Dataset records
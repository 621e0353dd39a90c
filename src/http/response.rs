//! Response mapping.
//!
//! Binding failures are client errors: both kinds become `400 Bad Request`
//! with a plain-text explanation.

use axum::{
    http::StatusCode,
    response::{IntoResponse, Response},
};

use crate::binding::BindError;

/// Body of every successful endpoint response.
pub const OK_BODY: &str = "ok";

impl IntoResponse for BindError {
    fn into_response(self) -> Response {
        (StatusCode::BAD_REQUEST, self.to_string()).into_response()
    }
}
//! Scalar binding.
//!
//! # Responsibilities
//! - Convert one raw request value into a typed handler input
//! - Apply required / optional / default-value rules
//!
//! # Design Decisions
//! - Absent-without-default is only representable through `Option<T>`:
//!   `ScalarParam::optional` exists for `Option<T>` targets only
//! - Defaults are parsed when the rule is built, so a bad default fails at
//!   registration, not on a request
//! - An empty string is a present value; it falls back to the default when
//!   the rule has one

use std::fmt;
use std::marker::PhantomData;

use crate::binding::error::{BindError, BindResult, RegistrationError};
use crate::binding::fields::FieldSet;

/// Types that can be parsed from a single raw parameter value.
pub trait FromParam: Sized {
    /// Human readable type name used in error messages.
    const EXPECTED: &'static str;

    /// Parse a present value.
    fn from_param(name: &str, raw: &str) -> BindResult<Self>;

    /// Value used when the parameter is absent and the rule allows it.
    ///
    /// Only nullable targets have one.
    fn absent() -> Option<Self> {
        None
    }

    /// Whether a blank value should read as "no value" for a nullable target.
    #[doc(hidden)]
    fn blank_is_null() -> bool {
        true
    }
}

impl FromParam for String {
    const EXPECTED: &'static str = "string";

    fn from_param(_name: &str, raw: &str) -> BindResult<Self> {
        Ok(raw.to_string())
    }

    fn blank_is_null() -> bool {
        false
    }
}

macro_rules! impl_from_param_for_int {
    ($($ty:ty => $expected:literal),* $(,)?) => {
        $(
            impl FromParam for $ty {
                const EXPECTED: &'static str = $expected;

                fn from_param(name: &str, raw: &str) -> BindResult<Self> {
                    raw.trim()
                        .parse::<$ty>()
                        .map_err(|_| BindError::invalid(name, raw, Self::EXPECTED))
                }
            }
        )*
    };
}

impl_from_param_for_int! {
    i32 => "integer",
    i64 => "long integer",
    u32 => "unsigned integer",
    u64 => "unsigned long integer",
}

impl FromParam for bool {
    const EXPECTED: &'static str = "boolean";

    fn from_param(name: &str, raw: &str) -> BindResult<Self> {
        match raw.trim().to_ascii_lowercase().as_str() {
            "true" | "on" | "yes" | "1" => Ok(true),
            "false" | "off" | "no" | "0" => Ok(false),
            _ => Err(BindError::invalid(name, raw, Self::EXPECTED)),
        }
    }
}

impl<T: FromParam> FromParam for Option<T> {
    const EXPECTED: &'static str = T::EXPECTED;

    fn from_param(name: &str, raw: &str) -> BindResult<Self> {
        if T::blank_is_null() && raw.trim().is_empty() {
            return Ok(None);
        }
        T::from_param(name, raw).map(Some)
    }

    fn absent() -> Option<Self> {
        Some(None)
    }
}

/// Binding rule for one named scalar parameter.
pub struct ScalarParam<T> {
    name: String,
    required: bool,
    default: Option<String>,
    _target: PhantomData<fn() -> T>,
}

impl<T: FromParam> ScalarParam<T> {
    /// A parameter that must be present.
    pub fn required(name: impl Into<String>) -> Self {
        Self::from_parts(name, true, None)
    }

    /// A parameter that falls back to `default` when absent or blank.
    ///
    /// Supplying a default makes the parameter optional. The default is
    /// parsed here so an invalid one is rejected before serving.
    pub fn with_default(
        name: impl Into<String>,
        default: impl Into<String>,
    ) -> Result<Self, RegistrationError> {
        let name = name.into();
        let default = default.into();
        if T::from_param(&name, &default).is_err() {
            return Err(RegistrationError::InvalidDefault {
                name,
                default,
                expected: T::EXPECTED,
            });
        }
        Ok(Self::from_parts(name, false, Some(default)))
    }

    pub(crate) fn from_parts(
        name: impl Into<String>,
        required: bool,
        default: Option<String>,
    ) -> Self {
        Self {
            name: name.into(),
            required,
            default,
            _target: PhantomData,
        }
    }

    pub fn name(&self) -> &str {
        &self.name
    }

    pub fn is_required(&self) -> bool {
        self.required
    }

    pub fn default_value(&self) -> Option<&str> {
        self.default.as_deref()
    }

    /// Bind this parameter from the request fields.
    pub fn bind(&self, fields: &FieldSet) -> BindResult<T> {
        match (fields.first(&self.name), self.default.as_deref()) {
            (Some(raw), Some(default)) if raw.is_empty() => T::from_param(&self.name, default),
            (Some(raw), _) => T::from_param(&self.name, raw),
            (None, Some(default)) => T::from_param(&self.name, default),
            (None, None) if self.required => Err(BindError::missing(&self.name)),
            (None, None) => T::absent().ok_or_else(|| BindError::missing(&self.name)),
        }
    }
}

impl<T: FromParam> ScalarParam<Option<T>> {
    /// A parameter that may be absent; absence binds `None`.
    pub fn optional(name: impl Into<String>) -> Self {
        Self::from_parts(name, false, None)
    }
}

impl<T> Clone for ScalarParam<T> {
    fn clone(&self) -> Self {
        Self {
            name: self.name.clone(),
            required: self.required,
            default: self.default.clone(),
            _target: PhantomData,
        }
    }
}

impl<T> fmt::Debug for ScalarParam<T> {
    fn fmt(&self, f: &mut fmt::Formatter<'_>) -> fmt::Result {
        f.debug_struct("ScalarParam")
            .field("name", &self.name)
            .field("required", &self.required)
            .field("default", &self.default)
            .field("target", &std::any::type_name::<T>())
            .finish()
    }
}

/// Bind a single scalar from `fields` according to `rule`.
pub fn bind_scalar<T: FromParam>(fields: &FieldSet, rule: &ScalarParam<T>) -> BindResult<T> {
    rule.bind(fields)
}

* **WHAT YOU WILL DO**
In full and without alteration, retype the entries above.

* **OUTPUT**
repository 621e0353dd39a90c
filename src/http/response.rs
//! Response mapping.
//!
//! Binding failures are client errors: both kinds become `400 Bad Request`
//! with a plain-text explanation.

use axum::{
    http::StatusCode,
    response::{IntoResponse, Response},
};

use crate::binding::BindError;

/// Body of every successful endpoint response.
pub const OK_BODY: &str = "ok";

impl IntoResponse for BindError {
    fn into_response(self) -> Response {
        (StatusCode::BAD_REQUEST, self.to_string()).into_response()
    }
}
//! Scalar binding.
//!
//! # Responsibilities
//! - Convert one raw request value into a typed handler input
//! - Apply required / optional / default-value rules
//!
//! # Design Decisions
//! - Absent-without-default is only representable through `Option<T>`:
//!   `ScalarParam::optional` exists for `Option<T>` targets only
//! - Defaults are parsed when the rule is built, so a bad default fails at
//!   registration, not on a request
//! - An empty string is a present value; it falls back to the default when
//!   the rule has one

use std::fmt;
use std::marker::PhantomData;

use crate::binding::error::{BindError, BindResult, RegistrationError};
use crate::binding::fields::FieldSet;

/// Types that can be parsed from a single raw parameter value.
pub trait FromParam: Sized {
    /// Human readable type name used in error messages.
    const EXPECTED: &'static str;

    /// Parse a present value.
    fn from_param(name: &str, raw: &str) -> BindResult<Self>;

    /// Value used when the parameter is absent and the rule allows it.
    ///
    /// Only nullable targets have one.
    fn absent() -> Option<Self> {
        None
    }

    /// Whether a blank value should read as "no value" for a nullable target.
    #[doc(hidden)]
    fn blank_is_null() -> bool {
        true
    }
}

impl FromParam for String {
    const EXPECTED: &'static str = "string";

    fn from_param(_name: &str, raw: &str) -> BindResult<Self> {
        Ok(raw.to_string())
    }

    fn blank_is_null() -> bool {
        false
    }
}

macro_rules! impl_from_param_for_int {
    ($($ty:ty => $expected:literal),* $(,)?) => {
        $(
            impl FromParam for $ty {
                const EXPECTED: &'static str = $expected;

                fn from_param(name: &str, raw: &str) -> BindResult<Self> {
                    raw.trim()
                        .parse::<$ty>()
                        .map_err(|_| BindError::invalid(name, raw, Self::EXPECTED))
                }
            }
        )*
    };
}

impl_from_param_for_int! {
    i32 => "integer",
    i64 => "long integer",
    u32 => "unsigned integer",
    u64 => "unsigned long integer",
}

impl FromParam for bool {
    const EXPECTED: &'static str = "boolean";

    fn from_param(name: &str, raw: &str) -> BindResult<Self> {
        match raw.trim().to_ascii_lowercase().as_str() {
            "true" | "on" | "yes" | "1" => Ok(true),
            "false" | "off" | "no" | "0" => Ok(false),
            _ => Err(BindError::invalid(name, raw, Self::EXPECTED)),
        }
    }
}

impl<T: FromParam> FromParam for Option<T> {
    const EXPECTED: &'static str = T::EXPECTED;

    fn from_param(name: &str, raw: &str) -> BindResult<Self> {
        if T::blank_is_null() && raw.trim().is_empty() {
            return Ok(None);
        }
        T::from_param(name, raw).map(Some)
    }

    fn absent() -> Option<Self> {
        Some(None)
    }
}

/// Binding rule for one named scalar parameter.
pub struct ScalarParam<T> {
    name: String,
    required: bool,
    default: Option<String>,
    _target: PhantomData<fn() -> T>,
}

impl<T: FromParam> ScalarParam<T> {
    /// A parameter that must be present.
    pub fn required(name: impl Into<String>) -> Self {
        Self::from_parts(name, true, None)
    }

    /// A parameter that falls back to `default` when absent or blank.
    ///
    /// Supplying a default makes the parameter optional. The default is
    /// parsed here so an invalid one is rejected before serving.
    pub fn with_default(
        name: impl Into<String>,
        default: impl Into<String>,
    ) -> Result<Self, RegistrationError> {
        let name = name.into();
        let default = default.into();
        if T::from_param(&name, &default).is_err() {
            return Err(RegistrationError::InvalidDefault {
                name,
                default,
                expected: T::EXPECTED,
            });
        }
        Ok(Self::from_parts(name, false, Some(default)))
    }

    pub(crate) fn from_parts(
        name: impl Into<String>,
        required: bool,
        default: Option<String>,
    ) -> Self {
        Self {
            name: name.into(),
            required,
            default,
            _target: PhantomData,
        }
    }

    pub fn name(&self) -> &str {
        &self.name
    }

    pub fn is_required(&self) -> bool {
        self.required
    }

    pub fn default_value(&self) -> Option<&str> {
        self.default.as_deref()
    }

    /// Bind this parameter from the request fields.
    pub fn bind(&self, fields: &FieldSet) -> BindResult<T> {
        match (fields.first(&self.name), self.default.as_deref()) {
            (Some(raw), Some(default)) if raw.is_empty() => T::from_param(&self.name, default),
            (Some(raw), _) => T::from_param(&self.name, raw),
            (None, Some(default)) => T::from_param(&self.name, default),
            (None, None) if self.required => Err(BindError::missing(&self.name)),
            (None, None) => T::absent().ok_or_else(|| BindError::missing(&self.name)),
        }
    }
}

impl<T: FromParam> ScalarParam<Option<T>> {
    /// A parameter that may be absent; absence binds `None`.
    pub fn optional(name: impl Into<String>) -> Self {
        Self::from_parts(name, false, None)
    }
}

impl<T> Clone for ScalarParam<T> {
    fn clone(&self) -> Self {
        Self {
            name: self.name.clone(),
            required: self.required,
            default: self.default.clone(),
            _target: PhantomData,
        }
    }
}

impl<T> fmt::Debug for ScalarParam<T> {
    fn fmt(&self, f: &mut fmt::Formatter<'_>) -> fmt::Result {
        f.debug_struct("ScalarParam")
            .field("name", &self.name)
            .field("required", &self.required)
            .field("default", &self.default)
            .field("target", &std::any::type_name::<T>())
            .finish()
    }
}

/// Bind a single scalar from `fields` according to `rule`.
pub fn bind_scalar<T: FromParam>(fields: &FieldSet, rule: &ScalarParam<T>) -> BindResult<T> {
    rule.bind(fields)
}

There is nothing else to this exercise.